Phenotypic modulation of HPVEC clones. Clone 8 cells were cultured in absence (control) or presence of 2ng/ml TGFβ₂ or 10ng/ml VEGF in EBM-2 medium for 10 days. (A) Phase contrast micrographs show cell morphology. (B) Double-label immunostaining of same cells with anti-CD31 (FITC) and anti-α-SMA (Texas Red). (C) Clone 8 cells were cultured in growth factor depleted medium (-GFl) or supplemented with bFGF (10ng/ml), EGF (10ng/ml), PDGF (10ng/ml), VEGF (10ng/ml), and EBM-2 medium for 10 days. Cell lysates were analyzed for the expression of CD31 and α-SMA, and tubulin to confirm equal loading. (D) Tube formation on Matrigel.
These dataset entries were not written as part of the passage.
//! Worker Pool (spec §4.6): launches `max_workers` cooperative workers that
//! share one `TaskStore`, each running the TDD pipeline to completion for
//! one task at a time, with a concurrent per-worker heartbeat task and an
//! aggregate invocation budget.

use std::path::PathBuf;
use std::sync::Arc;
use std::time::Duration;

use chrono::Duration as ChronoDuration;
use tokio::sync::Mutex;
use tokio::task::JoinHandle;

use crate::domain::errors::DomainResult;
use crate::domain::models::{CircuitLevel, Worker};
use crate::domain::ports::task_store::ReleaseOutcome;
use crate::domain::ports::TaskStore;
use crate::infrastructure::config::{HeartbeatConfig, WorkerPoolConfig};
use crate::services::circuit_breaker::CircuitBreakerService;
use crate::services::tdd_pipeline::TddPipeline;

#[derive(Clone)]
pub struct WorkerPool {
    store: Arc<dyn TaskStore>,
    pipeline: Arc<TddPipeline>,
    breakers: Arc<CircuitBreakerService>,
    config: WorkerPoolConfig,
    heartbeat: HeartbeatConfig,
    base_dir: PathBuf,
    invocations_used: Arc<Mutex<u64>>,
}

impl WorkerPool {
    pub fn new(
        store: Arc<dyn TaskStore>,
        pipeline: Arc<TddPipeline>,
        breakers: Arc<CircuitBreakerService>,
        config: WorkerPoolConfig,
        heartbeat: HeartbeatConfig,
        base_dir: PathBuf,
    ) -> Self {
        Self { store, pipeline, breakers, config, heartbeat, base_dir, invocations_used: Arc::new(Mutex::new(0)) }
    }

    /// Run every worker concurrently for `phase` until no task is
    /// claimable, the system breaker opens, or the invocation budget is
    /// exhausted. Returns the number of tasks each worker processed.
    #[tracing::instrument(skip(self), fields(phase))]
    pub async fn run_phase(&self, phase: i64) -> DomainResult<u32> {
        let mut handles = Vec::with_capacity(self.config.max_workers as usize);
        for worker_id in 1..=self.config.max_workers as i64 {
            let pool = self.clone();
            handles.push(tokio::spawn(async move { pool.worker_loop(worker_id, phase).await }));
        }

        let mut total = 0u32;
        for handle in handles {
            match handle.await {
                Ok(Ok(count)) => total += count,
                Ok(Err(err)) => return Err(err),
                Err(join_err) => {
                    tracing::error!(error = %join_err, "worker task panicked");
                }
            }
        }
        Ok(total)
    }

    async fn worker_loop(&self, worker_id: i64, phase: i64) -> DomainResult<u32> {
        let mut worker = Worker::register(worker_id);
        self.store.register_worker(worker.clone()).await?;

        let mut completed = 0u32;
        loop {
            if !self.breakers.allows(CircuitLevel::System, "system").await? {
                tracing::warn!(worker_id, "system breaker open, worker draining");
                break;
            }
            if !self.breakers.allows(CircuitLevel::Worker, &worker_id.to_string()).await? {
                tracing::warn!(worker_id, "worker breaker open, worker draining");
                break;
            }
            if self.budget_exhausted().await {
                tracing::info!(worker_id, "invocation budget exhausted, worker draining");
                break;
            }

            let claimable = self.store.get_claimable_tasks(Some(phase)).await?;
            let Some(task) = claimable.into_iter().next() else {
                break;
            };

            let claim_timeout = ChronoDuration::seconds(self.config.claim_timeout_secs as i64);
            if !self.store.claim_task(task.id, worker_id, claim_timeout).await? {
                continue;
            }
            self.spend_invocation().await;
            worker.begin_claim(task.id);
            self.store.save_worker(worker.clone()).await?;

            let workspace = self.base_dir.join(&task.key);
            let _ = tokio::fs::create_dir_all(&workspace).await;
            let cwd = workspace.to_string_lossy().into_owned();

            let heartbeat = self.spawn_heartbeat(worker_id, task.id);
            let run_result = self.pipeline.run(task.clone(), &cwd).await;
            heartbeat.abort();

            let (release_outcome, succeeded) = match &run_result {
                Ok(outcome) => (outcome.release, outcome.release == ReleaseOutcome::Complete),
                Err(_) => (ReleaseOutcome::Blocked, false),
            };
            self.store.release_task(task.id, release_outcome).await?;
            worker.finish_claim(succeeded);
            self.store.save_worker(worker.clone()).await?;

            match &run_result {
                Ok(_) => {
                    self.breakers.report_success(CircuitLevel::Worker, &worker_id.to_string()).await?;
                }
                Err(err) => {
                    self.breakers.report_failure(CircuitLevel::Worker, &worker_id.to_string(), &err.to_string()).await?;
                    self.breakers.report_failure(CircuitLevel::System, "system", &err.to_string()).await?;
                }
            }
            completed += 1;
        }
        Ok(completed)
    }

    async fn budget_exhausted(&self) -> bool {
        *self.invocations_used.lock().await >= self.config.invocation_budget
    }

    async fn spend_invocation(&self) {
        let mut used = self.invocations_used.lock().await;
        *used += 1;
    }

    fn spawn_heartbeat(&self, worker_id: i64, task_id: i64) -> JoinHandle<()> {
        let store = self.store.clone();
        let interval = Duration::from_secs(self.heartbeat.interval_secs.max(1));
        tokio::spawn(async move {
            loop {
                tokio::time::sleep(interval).await;
                if store.update_task_heartbeat(worker_id, task_id).await.is_err() {
                    return;
                }
            }
        })
    }
}

#[cfg(test)]
mod tests {
    use super::*;
    use crate::adapters::sqlite::{all_embedded_migrations, create_test_pool, Migrator, SqliteTaskStore};
    use crate::domain::models::{AstViolation, Task, TaskType};
    use crate::domain::ports::lm_transport::{LmTransport, StreamOptions, TextChunk};
    use crate::domain::ports::verifier_tools::{LintResult, TestRunResult, TypeCheckResult, VerifierTools};
    use crate::infrastructure::config::{CircuitBreakerConfig, LmStageRunnerConfig};
    use crate::services::lm_stage_runner::LmStageRunner;
    use async_trait::async_trait;
    use futures::stream::{self, BoxStream};

    struct NoopTransport;

    #[async_trait]
    impl LmTransport for NoopTransport {
        async fn stream_completion(&self, _options: StreamOptions) -> BoxStream<'static, TextChunk> {
            Box::pin(stream::iter(vec![Ok("ok".to_string())]))
        }
    }

    struct AlwaysPassTools;

    #[async_trait]
    impl VerifierTools for AlwaysPassTools {
        async fn run_tests(&self, _files: &[String], _cwd: &str, _timeout: Duration) -> DomainResult<TestRunResult> {
            Ok(TestRunResult { exit_code: 0, ..Default::default() })
        }
        async fn run_linter(&self, _file: &str, _cwd: &str) -> DomainResult<LintResult> {
            Ok(LintResult { exit_code: 0, ..Default::default() })
        }
        async fn run_type_checker(&self, _file: &str, _cwd: &str) -> DomainResult<TypeCheckResult> {
            Ok(TypeCheckResult { exit_code: 0, ..Default::default() })
        }
        async fn check_ast(&self, _file: &str) -> DomainResult<Vec<AstViolation>> {
            Ok(vec![])
        }
    }

    async fn pool_fixture(max_workers: u32) -> (WorkerPool, Arc<dyn TaskStore>, tempfile::TempDir) {
        let db_pool = create_test_pool().await.unwrap();
        Migrator::new(db_pool.clone()).run_embedded_migrations(all_embedded_migrations()).await.unwrap();
        let store: Arc<dyn TaskStore> = Arc::new(SqliteTaskStore::new(db_pool));
        let lm_runner = Arc::new(LmStageRunner::new(Arc::new(NoopTransport), LmStageRunnerConfig::default()));
        let breakers = Arc::new(CircuitBreakerService::new(
            store.clone(),
            CircuitBreakerConfig { base_open_duration_secs: 0, ..CircuitBreakerConfig::default() },
        ));
        let resolver = crate::adapters::verifier::tool_resolver::ToolResolver::new("/nonexistent/venv");
        let pipeline =
            Arc::new(TddPipeline::new(store.clone(), lm_runner, Arc::new(AlwaysPassTools), breakers.clone(), resolver));
        let dir = tempfile::tempdir().unwrap();
        let worker_pool = WorkerPool::new(
            store.clone(),
            pipeline,
            breakers,
            WorkerPoolConfig { max_workers, invocation_budget: 100, claim_timeout_secs: 300 },
            HeartbeatConfig { interval_secs: 60, timeout_secs: 180 },
            dir.path().to_path_buf(),
        );
        (worker_pool, store, dir)
    }

    #[tokio::test]
    async fn verify_only_task_is_claimed_and_completed() {
        let (pool, store, dir) = pool_fixture(1).await;
        let workspace = dir.path().join("V-1");
        tokio::fs::create_dir_all(&workspace).await.unwrap();
        tokio::fs::write(workspace.join("verify_thing.py"), "x = 1\n").await.unwrap();

        let task = Task::new("V-1", "verify", "goal")
            .with_files("verify_thing.py", "thing.py")
            .with_task_type(TaskType::VerifyOnly);
        store.create_task(task).await.unwrap();

        let processed = pool.run_phase(0).await.unwrap();
        assert_eq!(processed, 1);

        let task = store.get_task_by_key("V-1").await.unwrap();
        assert_eq!(task.status, crate::domain::models::TaskStatus::Complete);
    }

    #[tokio::test]
    async fn empty_phase_processes_nothing() {
        let (pool, _store, _dir) = pool_fixture(2).await;
        let processed = pool.run_phase(0).await.unwrap();
        assert_eq!(processed, 0);
    }
}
Clone 8 cells were cultured in absence (control) or presence of TGFβ₂ in EBM-2 medium for 10 days and then plated on Matrigel. Tube formation was assessed after 24 hours in comparison with HDMEC and HSVSMC that had not been treated with TGFβ₂.

Figure 6

Cytokine-induced expression of leukocyte adhesion molecules and adherence of leukocytes. Clone 8 cells were cultured in absence or presence of 2ng/ml TGFβ₂ or 10ng/ml VEGF in EBM-2 medium for 10 days. Cells were further treated without (-TNFα) or with TNF-α (TNF-α +) for 5 h and analyzed for the expression of leukocyte adhesion molecules by flow cytometry. B. HL-60 cell adhesion to Clone 8 and HDMECs with similar treatments as in A was determined by light microscope.

Figure 7

Changes induced by TGFβ₂ and VEGF were reversible and effects of ECM on TGFβ₂-induced EMT. Panel A: Schematic of culture conditions: Clone 8 cells were cultured in EBM-2 medium (C), EBM-2 medium with 2ng/ml TGFβ₂ (T) or EMB-2 medium with 10ng/ml VEGF (V) for 10 days. Cells were then re-plated and cultured for 10 days in (C), (T) or (V). Panel B: Cell lysates were analyzed for the expression of CD31 and α-SMA. It is important to note that the EBM-2 medium (C) is supplemented with the commercially available SingleQuots, which contains 2-5 ng/ml VEGF-A. “V” medium is C supplemented with an additional 10ng/ml VEGF-A. Panel C: Clone 8 cells were plated on different ECM substratum in the absence or presence of TGFβ₂ to assess the effects on induction of α-SMA.

Figure 8

Endothelial/mesenchymal hierarchy in HPVEC clones. Clone 1 (left panel), Clone 8 (middle panel) and Clone 5 (right panel) were grown for 10 days in absence (control), 2ng/ml of TGFβ₂ (TGFβ₂), 10ng/ml VEGF (VEGF), or TGFβ₂ and VEGF (TGFβ₂+VEGF). Cell lysates were analyzed by western blot for the expression of CD31, VE-Cadherin, α-SMA and calponin. B. Quantitation of bands seen in A by densitometry. C. Schematic representation of hierarchy in plasticity of pulmonary valve progenitor cells.